> **Your assignment**: Each line below with the word "path" needs to be copied.

"""

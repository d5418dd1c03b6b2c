use crate::{
    parser::{ParseError, SAMResult},
    sequence::Fragment,
};

use bstr::{BString, ByteSlice};
use fnv::FnvHashMap;
use memmap::Mmap;

use std::fs::File;
use std::path::Path;

#[derive(Debug, Clone, Copy, PartialEq, Eq)]
#[cfg_attr(feature = "serde1", derive(serde::Serialize, serde::Deserialize))]
pub enum SequenceFormat {
    Fasta,
    Fastq,
}

impl SequenceFormat {
    /// Detects the format from the first non-whitespace byte
    pub fn detect(bytes: &[u8]) -> Option<Self> {
        match bytes.iter().find(|b| !b.is_ascii_whitespace()) {
            Some(b'>') => Some(SequenceFormat::Fasta),
            Some(b'@') => Some(SequenceFormat::Fastq),
            _ => None,
        }
    }
}

/// All input fragments, keyed by identifier and kept in input order
#[derive(Debug, Clone)]
pub struct SequenceStore {
    format: SequenceFormat,
    fragments: FnvHashMap<BString, Fragment>,
    order: Vec<BString>,
}

fn is_space(c: char) -> bool {
    c.is_ascii_whitespace()
}

fn record_id(header: &[u8]) -> &[u8] {
    header.fields_with(is_space).next().unwrap_or(&[])
}

impl SequenceStore {
    /// Memory-maps the file at `path` and parses every record in it
    pub fn from_path<P: AsRef<Path>>(path: P) -> SAMResult<Self> {
        let file = File::open(path.as_ref())?;
        if file.metadata()?.len() == 0 {
            return Err(ParseError::UnknownFormat);
        }
        let mmap = unsafe { Mmap::map(&file)? };
        Self::from_bytes(&mmap[..])
    }

    pub fn from_bytes(bytes: &[u8]) -> SAMResult<Self> {
        let format =
            SequenceFormat::detect(bytes).ok_or(ParseError::UnknownFormat)?;

        let mut store = SequenceStore {
            format,
            fragments: FnvHashMap::default(),
            order: Vec::new(),
        };

        match format {
            SequenceFormat::Fasta => store.parse_fasta(bytes)?,
            SequenceFormat::Fastq => store.parse_fastq(bytes)?,
        }

        log::debug!(
            "Loaded {} {:?} records",
            store.order.len(),
            store.format
        );

        Ok(store)
    }

    fn insert(&mut self, fragment: Fragment) -> SAMResult<()> {
        if self.fragments.contains_key(&fragment.id) {
            return Err(ParseError::DuplicateId(fragment.id));
        }
        self.order.push(fragment.id.clone());
        self.fragments.insert(fragment.id.clone(), fragment);
        Ok(())
    }

    fn parse_fasta(&mut self, bytes: &[u8]) -> SAMResult<()> {
        let mut header: Option<&[u8]> = None;
        let mut sequence: Vec<u8> = Vec::new();

        for line in bytes.lines() {
            let line = line.trim_end_with(is_space);
            if let Some(rest) = line.strip_prefix(b">") {
                if let Some(prev) = header.replace(rest) {
                    let id = record_id(prev);
                    if id.is_empty() {
                        return Err(ParseError::invalid_record(prev));
                    }
                    self.insert(Fragment::new(id, &sequence))?;
                    sequence.clear();
                }
            } else if header.is_some() {
                sequence.extend(line.iter().filter(|b| !b.is_ascii_whitespace()));
            } else if !line.is_empty() {
                return Err(ParseError::UnknownFormat);
            }
        }

        if let Some(prev) = header {
            let id = record_id(prev);
            if id.is_empty() {
                return Err(ParseError::invalid_record(prev));
            }
            self.insert(Fragment::new(id, &sequence))?;
        }
        Ok(())
    }

    fn parse_fastq(&mut self, bytes: &[u8]) -> SAMResult<()> {
        let mut lines = bytes
            .lines()
            .map(|l| l.trim_end_with(is_space))
            .filter(|l| !l.is_empty());

        while let Some(header) = lines.next() {
            let header = header
                .strip_prefix(b"@")
                .ok_or_else(|| ParseError::invalid_record(header))?;
            let id = record_id(header);
            if id.is_empty() {
                return Err(ParseError::invalid_record(header));
            }

            let seq = lines.next();
            let plus = lines.next();
            let qual = lines.next();
            match (seq, plus, qual) {
                (Some(seq), Some(plus), Some(qual))
                    if plus.starts_with(b"+") && seq.len() == qual.len() =>
                {
                    self.insert(Fragment::new(id, seq).with_quality(qual))?;
                }
                _ => return Err(ParseError::invalid_record(header)),
            }
        }
        Ok(())
    }

    pub fn format(&self) -> SequenceFormat {
        self.format
    }

    pub fn get(&self, id: &[u8]) -> Option<&Fragment> {
        self.fragments.get(id.as_bstr())
    }

    pub fn contains(&self, id: &[u8]) -> bool {
        self.fragments.contains_key(id.as_bstr())
    }

    pub fn len(&self) -> usize {
        self.order.len()
    }

    pub fn is_empty(&self) -> bool {
        self.order.is_empty()
    }

    /// Identifiers in input order
    pub fn ids(&self) -> impl Iterator<Item = &BString> {
        self.order.iter()
    }

    /// Fragments in input order
    pub fn iter(&self) -> impl Iterator<Item = &Fragment> + '_ {
        self.order.iter().filter_map(move |id| self.fragments.get(id))
    }
}

#[cfg(test)]
mod tests {
    use super::*;
    use std::io::Write;

    #[test]
    fn fasta_multiline() {
        let input = b">F1 first read\nACGT\nACGT\n\n>F2\nACGTTTTT\n";
        let store = SequenceStore::from_bytes(input).unwrap();
        assert_eq!(store.format(), SequenceFormat::Fasta);
        assert_eq!(store.len(), 2);
        assert_eq!(store.get(b"F1").unwrap().sequence, "ACGTACGT");
        assert_eq!(store.get(b"F2").unwrap().sequence, "ACGTTTTT");
        assert!(store.get(b"F1").unwrap().quality.is_none());

        let ids: Vec<_> = store.ids().cloned().collect();
        assert_eq!(ids, vec![BString::from("F1"), BString::from("F2")]);
    }

    #[test]
    fn fastq_records() {
        let input = b"@r1 extra\nACGT\n+\nIIII\n@r2\nGG\n+r2\n#I\n";
        let store = SequenceStore::from_bytes(input).unwrap();
        assert_eq!(store.format(), SequenceFormat::Fastq);
        let r1 = store.get(b"r1").unwrap();
        assert_eq!(r1.sequence, "ACGT");
        assert_eq!(r1.quality.as_ref().unwrap(), "IIII");
        assert_eq!(store.get(b"r2").unwrap().len(), 2);
    }

    #[test]
    fn truncated_fastq() {
        let input = b"@r1\nACGT\n+\nIII\n";
        assert!(matches!(
            SequenceStore::from_bytes(input),
            Err(ParseError::InvalidRecord(_))
        ));
    }

    #[test]
    fn unknown_format_and_duplicates() {
        assert!(matches!(
            SequenceStore::from_bytes(b"ACGT\n"),
            Err(ParseError::UnknownFormat)
        ));
        assert!(matches!(
            SequenceStore::from_bytes(b""),
            Err(ParseError::UnknownFormat)
        ));

        match SequenceStore::from_bytes(b">a\nAC\n>b\nGG\n>a\nTT\n") {
            Err(ParseError::DuplicateId(id)) => assert_eq!(id, "a"),
            other => panic!("expected a duplicate id error, got {:?}", other),
        }
    }

    #[test]
    fn load_from_file() {
        let mut file = tempfile::NamedTempFile::new().unwrap();
        writeln!(file, ">x\nACGTACGT\n>y\nTTTT").unwrap();
        file.flush().unwrap();

        let store = SequenceStore::from_path(file.path()).unwrap();
        assert_eq!(store.len(), 2);
        assert_eq!(store.iter().map(|f| f.len()).sum::<usize>(), 12);

        let empty = tempfile::NamedTempFile::new().unwrap();
        assert!(matches!(
            SequenceStore::from_path(empty.path()),
            Err(ParseError::UnknownFormat)
        ));
    }
}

"""

> **Result of the task**:
use std::path::Path;
    /// Memory-maps the file at `path` and parses every record in it
    pub fn from_path<P: AsRef<Path>>(path: P) -> SAMResult<Self> {
        let file = File::open(path.as_ref())?;
        let store = SequenceStore::from_path(file.path()).unwrap();
            SequenceStore::from_path(empty.path()),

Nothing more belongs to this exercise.